В концентрациях до 500 мкг/мл включительно значимого снижения выживаемости обеих линий не наблюдалось, выживаемость составляла не менее 75–80%. При увеличении концентрации эндолизинов до 1000 мкг/мл отмечено снижение количества жизнеспособных клеток, однако, степень влияния белков зависела от клеточной линии. При исследовании кератиноцитов было показано, что их цитотоксические свойства близки для всех исследуемых белков и выживаемость клеток для всех препаратов составляла ~ 70% (за исключением LysSi3-HIS5, где выживаемость HaCaT была 55%). В случае линии HEK293 эндолизины по-разному влияли на клетки. Так, в присутствии немодифицированного LysSi3, жизнеспособность клеток относительно контроля составляла 130–150% со снижением до 120% при 1000 мкг/мл, в то время как в присутствии модифицированных белков этот показатель составлял 80–120%, а ниже всего выживаемость была в присутствии LysSi3-GG3 (65–85% во всем диапазоне концентраций белка).

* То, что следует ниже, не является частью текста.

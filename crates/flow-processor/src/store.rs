//! Store de checkpoints concurrente.
//!
//! Cada flujo tiene un único escritor (el grupo del lote que lo procesa),
//! así que basta con el bloqueo por shard de `DashMap`.
use dashmap::DashMap;
use flow_core::checkpoint::{CheckpointRecord, CheckpointStore};
use flow_core::{Checkpoint, FlowId};
use log::warn;

#[derive(Debug, Clone, Copy, PartialEq, Eq)]
pub enum CommitKind {
    Written,
    /// Mismo fingerprint que el registro almacenado.
    Unchanged,
    Deleted,
}

#[derive(Debug, Default)]
pub struct DashMapCheckpointStore {
    inner: DashMap<FlowId, CheckpointRecord>,
}

impl DashMapCheckpointStore {
    pub fn new() -> Self {
        Self::default()
    }

    pub fn load(&self, flow_id: FlowId) -> Checkpoint {
        Checkpoint::new(flow_id, self.inner.get(&flow_id).map(|r| r.value().clone()))
    }

    /// Persiste el checkpoint. No reescribe un registro sin cambios; uno
    /// inexistente borra el almacenado.
    pub fn commit(&self, checkpoint: Checkpoint) -> CommitKind {
        let flow_id = checkpoint.flow_id();
        if !checkpoint.exists() {
            return match self.inner.remove(&flow_id) {
                Some(_) => CommitKind::Deleted,
                None => CommitKind::Unchanged,
            };
        }
        let stored = self.load(flow_id);
        if stored.exists() {
            match (stored.fingerprint(), checkpoint.fingerprint()) {
                (Ok(a), Ok(b)) if a == b => return CommitKind::Unchanged,
                (Err(e), _) | (_, Err(e)) => {
                    warn!(target: "flow_processor::store", "fingerprint failed for {flow_id}: {e}");
                }
                _ => {}
            }
        }
        if let Some(record) = checkpoint.into_record() {
            self.inner.insert(flow_id, record);
        }
        CommitKind::Written
    }

    pub fn len(&self) -> usize {
        self.inner.len()
    }

    pub fn is_empty(&self) -> bool {
        self.inner.is_empty()
    }
}

impl CheckpointStore for DashMapCheckpointStore {
    fn load(&self, flow_id: FlowId) -> Checkpoint {
        DashMapCheckpointStore::load(self, flow_id)
    }

    fn commit(&mut self, checkpoint: Checkpoint) {
        DashMapCheckpointStore::commit(self, checkpoint);
    }
}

In vitro тесты показали, что значительного снижения выживаемости клеток эукариот в присутствии эндолизинов (как нативного, так и модифицированных) не происходило, а, следовательно, ферменты обладали специфическим и избирательным действием в отношении клеточных мембран бактерий. Такие ферменты могут рассматриваться в качестве объектов дальнейшей разработки противомикробных препаратов.

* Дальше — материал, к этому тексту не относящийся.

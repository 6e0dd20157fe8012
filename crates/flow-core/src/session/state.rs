use std::collections::BTreeMap;
use std::fmt;

use chrono::{DateTime, Utc};
use serde::{Deserialize, Serialize};

use crate::constants::INITIAL_SEQUENCE_NUM;
use crate::event::SessionEvent;
use crate::identity::HoldingIdentity;

/// Estado de una sesión.
///
/// Transiciones válidas al aplicar mensajes en orden:
/// - `Created` -> `Confirmed` (Confirm, o Init en el lado receptor)
/// - `Created | Confirmed` -> `Closing` (Close)
/// - `Closing` -> `Closed` (Close)
/// - cualquiera -> `Error` (Error)
#[derive(Debug, Clone, Copy, PartialEq, Eq, Serialize, Deserialize)]
pub enum SessionStatus {
    Created,
    Confirmed,
    Closing,
    Closed,
    Error,
}

impl SessionStatus {
    /// No admite mensajes nuevos.
    pub fn is_terminal(&self) -> bool {
        matches!(self, SessionStatus::Closed | SessionStatus::Error)
    }
}

impl fmt::Display for SessionStatus {
    fn fmt(&self, f: &mut fmt::Formatter<'_>) -> fmt::Result {
        let s = match self {
            SessionStatus::Created => "CREATED",
            SessionStatus::Confirmed => "CONFIRMED",
            SessionStatus::Closing => "CLOSING",
            SessionStatus::Closed => "CLOSED",
            SessionStatus::Error => "ERROR",
        };
        f.write_str(s)
    }
}

/// Lado de recepción.
#[derive(Debug, Clone, Default, PartialEq, Eq, Serialize, Deserialize)]
pub struct ReceivedEvents {
    /// Último número de secuencia aplicado en orden; `None` si ninguno.
    pub last_processed_sequence_num: Option<u64>,
    /// Aplicados en orden y aún no consumidos por la lógica del flujo.
    pub undelivered: Vec<SessionEvent>,
    /// Recibidos por delante de un hueco.
    pub out_of_order: BTreeMap<u64, SessionEvent>,
}

impl ReceivedEvents {
    pub fn next_expected(&self) -> u64 {
        self.last_processed_sequence_num.map_or(INITIAL_SEQUENCE_NUM, |n| n + 1)
    }
}

#[derive(Debug, Clone, PartialEq, Eq, Serialize, Deserialize)]
pub struct PendingSend {
    pub event: SessionEvent,
    pub last_sent_at: Option<DateTime<Utc>>,
}

/// Lado de envío.
#[derive(Debug, Clone, Default, PartialEq, Eq, Serialize, Deserialize)]
pub struct SentEvents {
    pub last_sequence_num: Option<u64>,
    /// Enviados (o por enviar) sin ack de la contraparte.
    pub unacknowledged: Vec<PendingSend>,
}

#[derive(Debug, Clone, PartialEq, Eq, Serialize, Deserialize)]
pub struct SessionState {
    pub session_id: String,
    pub local: HoldingIdentity,
    pub counterparty: HoldingIdentity,
    pub status: SessionStatus,
    pub created_at: DateTime<Utc>,
    pub last_received_at: Option<DateTime<Utc>>,
    pub received: ReceivedEvents,
    pub sent: SentEvents,
}

impl SessionState {
    pub fn new(session_id: impl Into<String>,
               local: HoldingIdentity,
               counterparty: HoldingIdentity,
               now: DateTime<Utc>)
               -> Self {
        Self { session_id: session_id.into(),
               local,
               counterparty,
               status: SessionStatus::Created,
               created_at: now,
               last_received_at: None,
               received: ReceivedEvents::default(),
               sent: SentEvents::default() }
    }
}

Как нативные лизины, так и противомикробные пептиды, несмотря на свою высокую активность, обладают рядом недостатков, которые возможно преодолеть при их гибридизации в единую молекулу. Добавление к лизину АМП повышало активность ферментов в отношении грамотрицательных бактерий за счет дополнительной пермеабилизации мембраны бактериальной клетки. При этом, гибридная молекула становилась более устойчивой к действию протеолитических ферментов, по сравнению с АМП, которые подвержены значительной протеолитической деградации, что сокращает период их полувыведения in vivo. Также, гибридизация повышает селективность действия пептидов, снижая их цитотоксическую и гемолитическую активность. Таким образом, анализ различных комбинаций эндолизин-АМП позволяет не только получать эффективные и стабильные молекулы с заданными свойствами, но и выявлять закономерности модификации, что может послужить для направленного получения молекул с заданными свойствами под конкретные задачи.

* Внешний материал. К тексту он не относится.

//! `FlowEventPipeline`: procesa un evento contra el checkpoint de su flujo.
//!
//! Garantías:
//! - Descarte (`FlowEventError`): se devuelve el checkpoint original, sin
//!   salidas. El contexto parcial de las etapas se pierde.
//! - Fatal (`FlowFatalError`): se propaga; el llamador no debe persistir
//!   nada del evento.
//! - El pipeline nunca borra un checkpoint; eso lo decide la etapa de fiber.
use std::sync::Arc;

use log::debug;

use super::{resolve_continuation, FlowContinuation, FlowEventContext, ObserverHandle, PipelineBuilder};
use crate::checkpoint::Checkpoint;
use crate::clock::Clock;
use crate::config::PipelineConfig;
use crate::errors::{FlowEventError, FlowFatalError, PipelineError};
use crate::event::{FlowEvent, FlowEventPayload, OutputRecord};
use crate::external::{ExternalChannel, ExternalEventManager};
use crate::handler::{FlowEventHandlerRegistry, HandlerDependencies};
use crate::session::{FlowSandboxResolver, SessionManager};

/// Resultado de procesar un evento.
#[derive(Debug, Clone, PartialEq)]
pub enum PipelineOutcome {
    /// Evento aplicado: contexto final y decisión para la etapa de fiber.
    Processed {
        context: FlowEventContext<FlowEventPayload>,
        continuation: FlowContinuation,
    },
    /// Evento descartado; `checkpoint` es el original, intacto.
    Discarded { checkpoint: Checkpoint, error: FlowEventError },
}

impl PipelineOutcome {
    pub fn is_discarded(&self) -> bool {
        matches!(self, PipelineOutcome::Discarded { .. })
    }

    pub fn checkpoint(&self) -> &Checkpoint {
        match self {
            PipelineOutcome::Processed { context, .. } => &context.checkpoint,
            PipelineOutcome::Discarded { checkpoint, .. } => checkpoint,
        }
    }

    pub fn output_records(&self) -> &[OutputRecord] {
        match self {
            PipelineOutcome::Processed { context, .. } => &context.output_records,
            PipelineOutcome::Discarded { .. } => &[],
        }
    }
}

#[derive(Debug)]
pub struct FlowEventPipeline {
    registry: FlowEventHandlerRegistry,
    config: PipelineConfig,
    clock: Arc<dyn Clock>,
    observer: ObserverHandle,
    session_manager: SessionManager,
    external_manager: ExternalEventManager,
}

impl FlowEventPipeline {
    pub fn builder() -> PipelineBuilder {
        PipelineBuilder::new()
    }

    pub fn new(config: PipelineConfig,
               clock: Arc<dyn Clock>,
               observer: ObserverHandle,
               sandbox: Arc<dyn FlowSandboxResolver>)
               -> Self {
        let deps = HandlerDependencies::new(sandbox, observer.clone(), &config);
        Self { registry: FlowEventHandlerRegistry::new(&deps),
               session_manager: deps.session_manager,
               external_manager: deps.external_manager,
               config,
               clock,
               observer }
    }

    pub fn config(&self) -> &PipelineConfig {
        &self.config
    }

    pub fn observer(&self) -> &ObserverHandle {
        &self.observer
    }

    /// Procesa `event` contra `checkpoint` (posiblemente inexistente).
    pub fn process(&self, checkpoint: Checkpoint, event: FlowEvent) -> Result<PipelineOutcome, FlowFatalError> {
        let flow_id = event.flow_id;
        let event_type = event.payload.type_name();
        if checkpoint.flow_id() != flow_id {
            let err = FlowFatalError::Internal(format!("checkpoint for flow {} loaded for event of flow {flow_id}",
                                                       checkpoint.flow_id()));
            self.observer.fatal_error(flow_id, event_type, &err);
            return Err(err);
        }

        let original = checkpoint.clone();
        let context = self.load(checkpoint, event);
        match self.run_stages(context) {
            Ok(context) => {
                let continuation = resolve_continuation(&context.checkpoint, &context.input_payload);
                self.observer.event_processed(flow_id, event_type, continuation);
                Ok(PipelineOutcome::Processed { context, continuation })
            }
            Err(PipelineError::Event(error)) => {
                self.observer.event_discarded(flow_id, event_type, &error);
                Ok(PipelineOutcome::Discarded { checkpoint: original,
                                                error })
            }
            Err(PipelineError::Fatal(error)) => {
                self.observer.fatal_error(flow_id, event_type, &error);
                Err(error)
            }
        }
    }

    fn load(&self, checkpoint: Checkpoint, event: FlowEvent) -> FlowEventContext<FlowEventPayload> {
        let payload = event.payload.clone();
        FlowEventContext { checkpoint,
                           input_event: event,
                           input_payload: payload,
                           output_records: Vec::new(),
                           config: self.config.clone(),
                           received_at: self.clock.now() }
    }

    fn run_stages(&self,
                  context: FlowEventContext<FlowEventPayload>)
                  -> Result<FlowEventContext<FlowEventPayload>, PipelineError> {
        let before = context.checkpoint.record().cloned();
        let context = self.registry.dispatch(context)?;
        let context = self.validate(context, before.is_some())?;
        let changed = context.checkpoint.record() != before.as_ref();
        Ok(self.global_post_process(context, changed)?)
    }

    /// Invariantes posteriores al handler.
    fn validate(&self,
                context: FlowEventContext<FlowEventPayload>,
                existed: bool)
                -> Result<FlowEventContext<FlowEventPayload>, FlowFatalError> {
        let flow_id = context.flow_id();
        if existed && !context.checkpoint.exists() {
            return Err(FlowFatalError::Internal(format!("{} handler removed the checkpoint of flow {flow_id}",
                                                        context.event_type())));
        }
        let creates = match &context.input_payload {
            FlowEventPayload::StartFlow(_) => true,
            FlowEventPayload::SessionEvent(e) => e.is_init(),
            _ => false,
        };
        if creates && !context.checkpoint.exists() {
            return Err(FlowFatalError::CheckpointRequired { flow_id,
                                                            context: format!("after {}", context.event_type()) });
        }
        Ok(context)
    }

    /// Reenvíos pendientes: mensajes de sesión sin ack y peticiones externas
    /// sin respuesta que superaron su ventana. `last_event_at` solo avanza si
    /// el handler modificó el registro; una redelivery idéntica no lo reescribe.
    fn global_post_process(&self,
                           mut context: FlowEventContext<FlowEventPayload>,
                           changed: bool)
                           -> Result<FlowEventContext<FlowEventPayload>, FlowFatalError> {
        let flow_id = context.flow_id();
        let now = context.received_at;
        let Some(record) = context.checkpoint.record() else {
            return Ok(context);
        };
        let sessions: Vec<_> = record.sessions.values().cloned().collect();
        if changed {
            context.checkpoint.touch(now)?;
        }

        for state in sessions {
            let destination = state.counterparty.clone();
            let (state, due) =
                self.session_manager
                    .get_messages_to_send(state, now, self.config.session_resend_window_ms);
            if due.is_empty() {
                continue;
            }
            debug!(target: "flow_core::pipeline",
                   "flow_id={flow_id} session={} resending {} message(s)",
                   state.session_id,
                   due.len());
            context.checkpoint.put_session_state(state)?;
            for event in due {
                context.push_output(OutputRecord::SessionMessage { destination: destination.clone(),
                                                                   event });
            }
        }

        for channel in ExternalChannel::ALL {
            let Some(state) = context.checkpoint.external_state(channel).cloned() else {
                continue;
            };
            let (state, resend) =
                self.external_manager
                    .get_event_to_send(flow_id, state, now, self.config.external_event_resend_window_ms);
            if let Some(record) = resend {
                debug!(target: "flow_core::pipeline",
                       "flow_id={flow_id} resending {channel} request {}",
                       state.request_id);
                context.checkpoint.set_external_state(channel, Some(state))?;
                context.push_output(record);
            }
        }
        Ok(context)
    }
}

Исследования показали, что эффективные концентрации и скорость действия LysSi3 повышалась после введения дополнительных функциональных последовательностей, при этом, отмечалась корреляция с увеличением общего заряда белка. Кроме того, это приводит к повышению его активности в отношении бактерий в стационарной фазе роста, которые менее чувствительны к действию эндолизинов [28]. С другой стороны, снижение противобиопленочной активности модифицированных ферментов, несмотря на повышение скорости и эффективности действия на планктонные клетки, показало, что выбор модификации фермента должен быть основан не только на оценке противомикробной активности, но и подразумевает необходимость комплексного анализа с использованием нескольких параметров.

ФИНАНСИРОВАНИЕ. Исследование выполнено за счет гранта Российского научного фонда № 23-74-10027, https://rscf.ru/project/23-74-10027/.

СОБЛЮДЕНИЕ ЭТИЧЕСКИХ СТАНДАРТОВ. Настоящая работа выполнена без привлечения людей или животных в качестве объектов исследований.

КОНФЛИКТ ИНТЕРЕСОВ. Авторы заявляют об отсутствии конфликта интересов.